Incomplete Data: What Went Wrong, and How to Fix It
Speaker:
Leonid Libkin, University of Edinburgh
Data dell'evento:
Wednesday, 8 April, 2015 - 09:00
Luogo:
Aula Magna, DIAG
Contatto:
Antonella Poggi
Incomplete data is ubiquitous: the more data we accumulate and the more widespread tools for integrating and exchanging data become, the more instances of incompleteness we have. And yet the subject is poorly handled by both practice and theory. Many queries for which students get full marks in their undergraduate courses will not work correctly in the presence of incomplete data, but these ways of evaluating queries are cast in stone – SQL standard.

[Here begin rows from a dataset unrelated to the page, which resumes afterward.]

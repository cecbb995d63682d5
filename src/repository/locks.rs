//! In-process mutual exclusion per role name

use std::collections::HashMap;
use std::sync::{Arc, Mutex};

/// Lazily created mutex per role name
///
/// Serializes load-modify-persist cycles on one role within a process.
/// Cross-process exclusion comes from the store's expected-version check.
#[derive(Debug, Default)]
pub struct RoleLocks {
    locks: Mutex<HashMap<String, Arc<Mutex<()>>>>,
}

impl RoleLocks {
    pub fn new() -> Self {
        Self::default()
    }

    fn handle(&self, role: &str) -> Arc<Mutex<()>> {
        // A poisoned map still holds valid handles
        let mut locks = match self.locks.lock() {
            Ok(guard) => guard,
            Err(poisoned) => poisoned.into_inner(),
        };
        locks
            .entry(role.to_string())
            .or_insert_with(|| Arc::new(Mutex::new(())))
            .clone()
    }

    /// Run `f` while holding the lock for `role`
    pub fn with_lock<R>(&self, role: &str, f: impl FnOnce() -> R) -> R {
        let handle = self.handle(role);
        let _guard = match handle.lock() {
            Ok(guard) => guard,
            Err(poisoned) => poisoned.into_inner(),
        };
        f()
    }
}

#[cfg(test)]
mod tests {
    use super::*;
    use std::sync::atomic::{AtomicUsize, Ordering};
    use std::thread;

    #[test]
    fn test_same_role_is_serialized() {
        let locks = Arc::new(RoleLocks::new());
        let inside = Arc::new(AtomicUsize::new(0));
        let max_seen = Arc::new(AtomicUsize::new(0));

        let handles: Vec<_> = (0..8)
            .map(|_| {
                let locks = Arc::clone(&locks);
                let inside = Arc::clone(&inside);
                let max_seen = Arc::clone(&max_seen);
                thread::spawn(move || {
                    locks.with_lock("bins-2", || {
                        let now = inside.fetch_add(1, Ordering::SeqCst) + 1;
                        max_seen.fetch_max(now, Ordering::SeqCst);
                        thread::sleep(std::time::Duration::from_millis(2));
                        inside.fetch_sub(1, Ordering::SeqCst);
                    })
                })
            })
            .collect();

        for handle in handles {
            handle.join().unwrap();
        }
        assert_eq!(max_seen.load(Ordering::SeqCst), 1);
    }

    #[test]
    fn test_returns_closure_value() {
        let locks = RoleLocks::new();
        assert_eq!(locks.with_lock("snapshot", || 7), 7);
        // Re-entry on a different role does not deadlock
        let nested = locks.with_lock("bins-0", || locks.with_lock("bins-1", || 3));
        assert_eq!(nested, 3);
    }
}
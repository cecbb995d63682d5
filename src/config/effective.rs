//! Effective settings with provenance
//!
//! Records the merged settings together with every contributing source, so
//! `repo-worker config` can show where each value came from.

use std::fs;
use std::path::Path;

use chrono::{DateTime, Duration, Utc};
use serde::{Deserialize, Serialize};
use sha2::{Digest, Sha256};

use super::defaults::Settings;
use super::merge::merge_layers;
use crate::role::RoleClass;

/// Origin of a configuration layer
#[derive(Debug, Clone, Serialize, Deserialize, PartialEq, Eq)]
#[serde(rename_all = "lowercase")]
pub enum ConfigOrigin {
    Builtin,
    File,
    Env,
    Cli,
}

/// A contributing layer
#[derive(Debug, Clone, Serialize, Deserialize)]
pub struct ConfigSource {
    pub origin: ConfigOrigin,

    /// File path (file layer only)
    #[serde(skip_serializing_if = "Option::is_none")]
    pub path: Option<String>,

    /// SHA-256 of the raw file bytes (file layer only)
    #[serde(skip_serializing_if = "Option::is_none")]
    pub digest: Option<String>,
}

/// Merged, validated settings plus provenance
#[derive(Debug, Clone, Serialize, Deserialize)]
pub struct EffectiveSettings {
    /// When the settings were computed
    pub created_at: DateTime<Utc>,

    pub settings: Settings,

    /// Contributing sources in precedence order
    pub sources: Vec<ConfigSource>,
}

impl EffectiveSettings {
    /// Merge the layers and validate the result
    ///
    /// Layers that are empty are not recorded as sources.
    pub fn build(
        config_path: Option<&Path>,
        env: toml::Table,
        cli_overrides: Option<toml::Table>,
    ) -> Result<Self, ConfigError> {
        let mut layers = vec![Settings::defaults_table()];
        let mut sources = vec![ConfigSource {
            origin: ConfigOrigin::Builtin,
            path: None,
            digest: None,
        }];

        if let Some(path) = config_path {
            let (table, digest) = Self::load_toml_file(path)?;
            layers.push(table);
            sources.push(ConfigSource {
                origin: ConfigOrigin::File,
                path: Some(path.to_string_lossy().to_string()),
                digest: Some(digest),
            });
        }

        if !env.is_empty() {
            layers.push(env);
            sources.push(ConfigSource {
                origin: ConfigOrigin::Env,
                path: None,
                digest: None,
            });
        }

        if let Some(cli) = cli_overrides.filter(|t| !t.is_empty()) {
            layers.push(cli);
            sources.push(ConfigSource {
                origin: ConfigOrigin::Cli,
                path: None,
                digest: None,
            });
        }

        let merged = merge_layers(layers);
        let settings: Settings = toml::Value::Table(merged)
            .try_into()
            .map_err(|e: toml::de::Error| ConfigError::ParseError(e.to_string()))?;

        Self::validate(&settings)?;

        Ok(Self {
            created_at: Utc::now(),
            settings,
            sources,
        })
    }

    /// Read a TOML file, returning its table and the digest of its bytes
    fn load_toml_file(path: &Path) -> Result<(toml::Table, String), ConfigError> {
        let bytes = fs::read(path)
            .map_err(|e| ConfigError::IoError(format!("{}: {}", path.display(), e)))?;

        let mut hasher = Sha256::new();
        hasher.update(&bytes);
        let digest = hex::encode(hasher.finalize());

        let contents = String::from_utf8(bytes)
            .map_err(|e| ConfigError::ParseError(format!("invalid UTF-8: {}", e)))?;
        let table: toml::Table = contents
            .parse()
            .map_err(|e| ConfigError::ParseError(format!("TOML parse error: {}", e)))?;

        Ok((table, digest))
    }

    fn validate(settings: &Settings) -> Result<(), ConfigError> {
        if settings.hours_before_expire <= 0 {
            return Err(ConfigError::ValidationError(
                "hours_before_expire must be positive".to_string(),
            ));
        }
        let window = Duration::try_hours(settings.hours_before_expire).ok_or_else(|| {
            ConfigError::ValidationError(format!(
                "hours_before_expire ({}) out of range",
                settings.hours_before_expire
            ))
        })?;

        let now = Utc::now();
        for class in RoleClass::ALL {
            let days = settings.expiration.days(class);
            if days <= 0 {
                return Err(ConfigError::ValidationError(format!(
                    "expiration.{} must be positive",
                    class
                )));
            }
            let interval = settings
                .expiration
                .interval(class)
                .filter(|interval| now.checked_add_signed(*interval).is_some())
                .ok_or_else(|| {
                    ConfigError::ValidationError(format!(
                        "expiration.{} ({} days) out of range",
                        class, days
                    ))
                })?;
            // A renewed role must land outside the window, or every sweep
            // would renew it again
            if interval <= window {
                return Err(ConfigError::ValidationError(format!(
                    "expiration.{} ({} days) must exceed hours_before_expire ({} hours)",
                    class, days, settings.hours_before_expire
                )));
            }
        }

        if settings.storage.lock_timeout_seconds == 0 {
            return Err(ConfigError::ValidationError(
                "storage.lock_timeout_seconds must be positive".to_string(),
            ));
        }

        if settings.schedule.interval_seconds == 0 {
            return Err(ConfigError::ValidationError(
                "schedule.interval_seconds must be positive".to_string(),
            ));
        }

        Ok(())
    }

    pub fn to_json(&self) -> Result<String, serde_json::Error> {
        serde_json::to_string_pretty(self)
    }
}

/// Configuration errors
#[derive(Debug, thiserror::Error)]
pub enum ConfigError {
    #[error("IO error: {0}")]
    IoError(String),

    #[error("Parse error: {0}")]
    ParseError(String),

    #[error("Validation error: {0}")]
    ValidationError(String),
}
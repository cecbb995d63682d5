//! Persistence of role metadata
//!
//! Stores keep every version of every role side by side ("consistent
//! snapshot"): each document lives under `<version>.<role>.json`, except
//! timestamp which always lives under the single name `timestamp.json`.
//!
//! Writes are optimistic: the caller states which version it read, and the
//! store refuses the write if another writer got there first.

mod filesystem;
mod lock;
mod memory;

use std::io;
use std::time::Duration;

use thiserror::Error;

use repo_metadata::TIMESTAMP;

pub use filesystem::FileStore;
pub use lock::{LockError, LockResult, RoleLock};
pub use memory::MemoryStore;

/// Errors from metadata store operations
#[derive(Debug, Error)]
pub enum StoreError {
    #[error("metadata not found: {role}")]
    NotFound { role: String },

    #[error("metadata not found: {role} version {version}")]
    VersionNotFound { role: String, version: u64 },

    #[error(
        "version conflict on {role}: expected current {expected:?}, found {actual:?} (writing {version})"
    )]
    VersionConflict {
        role: String,
        version: u64,
        expected: Option<u64>,
        actual: Option<u64>,
    },

    #[error("invalid role name: {0}")]
    InvalidRoleName(String),

    #[error("lock timeout after {0:?}")]
    LockTimeout(Duration),

    #[error("I/O error: {0}")]
    Io(#[from] io::Error),

    #[error("store lock poisoned")]
    Poisoned,
}

impl From<LockError> for StoreError {
    fn from(err: LockError) -> Self {
        match err {
            LockError::Timeout(timeout) => StoreError::LockTimeout(timeout),
            LockError::Io(e) => StoreError::Io(e),
        }
    }
}

/// Result type for store operations
pub type StoreResult<T> = Result<T, StoreError>;

/// Keyed, versioned storage for serialized role metadata
pub trait MetadataStore: Send + Sync {
    /// Latest stored version of `role`
    fn load(&self, role: &str) -> StoreResult<Vec<u8>>;

    /// A specific stored version of `role`
    ///
    /// Timestamp keeps only its current document, so only the current
    /// version can be loaded for it.
    fn load_version(&self, role: &str, version: u64) -> StoreResult<Vec<u8>>;

    /// Latest stored version number of `role`, `None` if never written
    fn current_version(&self, role: &str) -> StoreResult<Option<u64>>;

    /// Durably write `bytes` as `version` of `role`
    ///
    /// Fails with [`StoreError::VersionConflict`] unless the latest stored
    /// version equals `expected_current` (`None` meaning "not yet stored").
    fn persist(
        &self,
        role: &str,
        version: u64,
        expected_current: Option<u64>,
        bytes: &[u8],
    ) -> StoreResult<()>;
}

impl<S: MetadataStore + ?Sized> MetadataStore for std::sync::Arc<S> {
    fn load(&self, role: &str) -> StoreResult<Vec<u8>> {
        (**self).load(role)
    }

    fn load_version(&self, role: &str, version: u64) -> StoreResult<Vec<u8>> {
        (**self).load_version(role, version)
    }

    fn current_version(&self, role: &str) -> StoreResult<Option<u64>> {
        (**self).current_version(role)
    }

    fn persist(
        &self,
        role: &str,
        version: u64,
        expected_current: Option<u64>,
        bytes: &[u8],
    ) -> StoreResult<()> {
        (**self).persist(role, version, expected_current, bytes)
    }
}

/// File name for `version` of `role`
pub fn metadata_filename(role: &str, version: u64) -> String {
    if role == TIMESTAMP {
        format!("{}.json", TIMESTAMP)
    } else {
        format!("{}.{}.json", version, role)
    }
}

/// Split a versioned file name into `(version, role)`
///
/// Returns `None` for `timestamp.json` and anything that is not
/// `<version>.<role>.json`.
pub fn parse_filename(filename: &str) -> Option<(u64, &str)> {
    let stem = filename.strip_suffix(".json")?;
    let (version, role) = stem.split_once('.')?;
    let version = version.parse().ok()?;
    if role.is_empty() {
        return None;
    }
    Some((version, role))
}

/// Reject role names that could escape the store or collide with file naming
pub fn validate_role_name(role: &str) -> StoreResult<()> {
    let valid = !role.is_empty()
        && !role.starts_with('.')
        && role
            .chars()
            .all(|c| c.is_ascii_alphanumeric() || c == '-' || c == '_' || c == '.');
    if valid && !role.contains("..") {
        Ok(())
    } else {
        Err(StoreError::InvalidRoleName(role.to_string()))
    }
}

/// Shared optimistic-concurrency check
pub(crate) fn check_expected(
    role: &str,
    version: u64,
    expected: Option<u64>,
    actual: Option<u64>,
) -> StoreResult<()> {
    if expected != actual {
        return Err(StoreError::VersionConflict {
            role: role.to_string(),
            version,
            expected,
            actual,
        });
    }
    if let Some(current) = actual {
        if version <= current {
            return Err(StoreError::VersionConflict {
                role: role.to_string(),
                version,
                expected,
                actual,
            });
        }
    }
    Ok(())
}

We have many theoretical results on handling incomplete data but they are, by and large, about showing high complexity bounds, and thus are often dismissed by practitioners. Even worse, we have a basic theoretical notion of what it means to answer queries over incomplete data, and yet this is not at all what practical systems do. Is there a way out of this predicament? Can we have a theory of incompleteness that will appeal to theoreticians and practitioners alike, by explaining incompleteness and being at the same time implementable and useful for applications? After giving a critique of both the practice and the theory of handling incompleteness in databases, the paper outlines a possible way out of this crisis. The key idea is to combine three hitherto used approaches to incompleteness: one based on certain answers and representation systems, one based on viewing incomplete databases as logical theories, and one based on orderings expressing relative value of information.